Al subir un momento después, cuando pasé por el lado de la puerta de mi habitacioncita, que estaba sumida en la oscuridad, me pareció que Emily yacía tendida en el suelo; pero aun ahora no sé si era ella o si fue una ilusión de las sombras que confundían todo a mis ojos en las tinieblas de mi habitación.

Tuve tiempo de reflexionar, mirando el fuego de la cocina, en el terror que inspiraba la muerte a la pequeña y linda Emily, y pensé que esa sería, unido a las otras razones que me había dado míster Omer, la causa del cambio que se había operado en ella. Tuve tiempo, antes de que apareciera Peggotty, de pensar con más indulgencia en aquella debilidad, mientras contaba los latidos del péndulo del reloj, percibiendo cada vez más la solemnidad del silencio que reinaba a mi alrededor. Peggotty me estrechó en sus brazos y me dio las gracias mil veces por haber venido a consolarla en su tristeza (fueron sus propias palabras), y me rogó que subiera con ella, diciéndome, entre sollozos, que Barkis me apreciaba mucho; que había hablado mucho de mí antes de perder el conocimiento, y que en el caso en que lo recobrara estaba segura de que mi presencia le alegraría si es que todavía podía alegrarse con algo en el mundo.

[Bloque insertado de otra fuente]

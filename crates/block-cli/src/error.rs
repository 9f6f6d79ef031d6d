//! Error types for block-cli

use std::path::PathBuf;

/// Result type for CLI operations
pub type Result<T> = std::result::Result<T, CliError>;

/// Errors raised while loading configuration layers
#[derive(Debug, thiserror::Error)]
pub enum ConfigError {
    #[error("Configuration not found at {path}")]
    NotFound { path: PathBuf },

    #[error("Failed to read configuration at {path}: {source}")]
    Read {
        path: PathBuf,
        #[source]
        source: std::io::Error,
    },

    #[error("Invalid TOML in {path}: {source}")]
    Parse {
        path: PathBuf,
        #[source]
        source: toml::de::Error,
    },

    #[error("Invalid configuration: {0}")]
    Invalid(#[from] toml::de::Error),
}

/// Errors that can occur in CLI operations
#[derive(Debug, thiserror::Error)]
pub enum CliError {
    #[error(transparent)]
    Config(#[from] ConfigError),

    /// Standard I/O error
    #[error(transparent)]
    Io(#[from] std::io::Error),

    #[error("Invalid JSON input: {0}")]
    Json(#[from] serde_json::Error),

    /// User-facing error with a message
    #[error("{message}")]
    User { message: String },
}

impl CliError {
    /// Create a new user error with the given message
    pub fn user(message: impl Into<String>) -> Self {
        Self::User {
            message: message.into(),
        }
    }
}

Pero esto era cosa absurda, según me pareció cuando le vi. Estaba acostado con la cabeza y los hombros fuera del lecho, en una posición muy incómoda, medio apoyado en el cofre que le había costado tantas preocupaciones. Supe que cuando ya no había sido capaz de arrastrarse fuera del lecho para abrirlo, ni de asegurarse de que estaba allí por medio del bastón, como yo le había visto hacer, lo había hecho colocar encima de una silla al lado de su cama, donde lo tenía entre sus brazos noche y día. En aquel momento se apoyaba en él; el tiempo y la vida se le escapaban; pero conservaba su cofre, y las últimas palabras que había pronunciado para desechar sospechas eran: «Trajes viejos».

—Barkis, amigo mío —dijo Peggotty con un tono que trataba de hacer alegre inclinándose hacia él, mientras su hermano y yo permanecíamos a los pies de la cama—, aquí está mi querido niño Davy, que fue quien sirvió de intermediario en nuestro matrimonio, con el que enviabas tus mensajes, ¡ya lo sabes! ¿Quieres hablar al señorito Davy?

Continuaba mudo y sin conocimiento, como el cofre, que era lo único que daba algo de expresión a su fisonomía, por el cuidado celoso con que lo estrechaba.

—Se va con la marea —me dijo míster Peggotty tapándose la boca con la mano.

Mis ojos estaban húmedos y los de míster Peggotty también. Repetí en voz baja:

—¿Con la marea?

—En las costas —dijo míster Peggotty— siempre se muere con la marea baja, y, por el contrario, siempre se viene al mundo con la marea alta, y no se es totalmente del mundo más que en plena marea. Pues bien; él se irá con la marea. Ésta baja a las tres y media y no volverá a subir hasta media hora después. Si dura hasta que el mar empiece a subir no entregará su espíritu mientras estemos en plena marea, y esperará para marcharse a la próxima marea baja.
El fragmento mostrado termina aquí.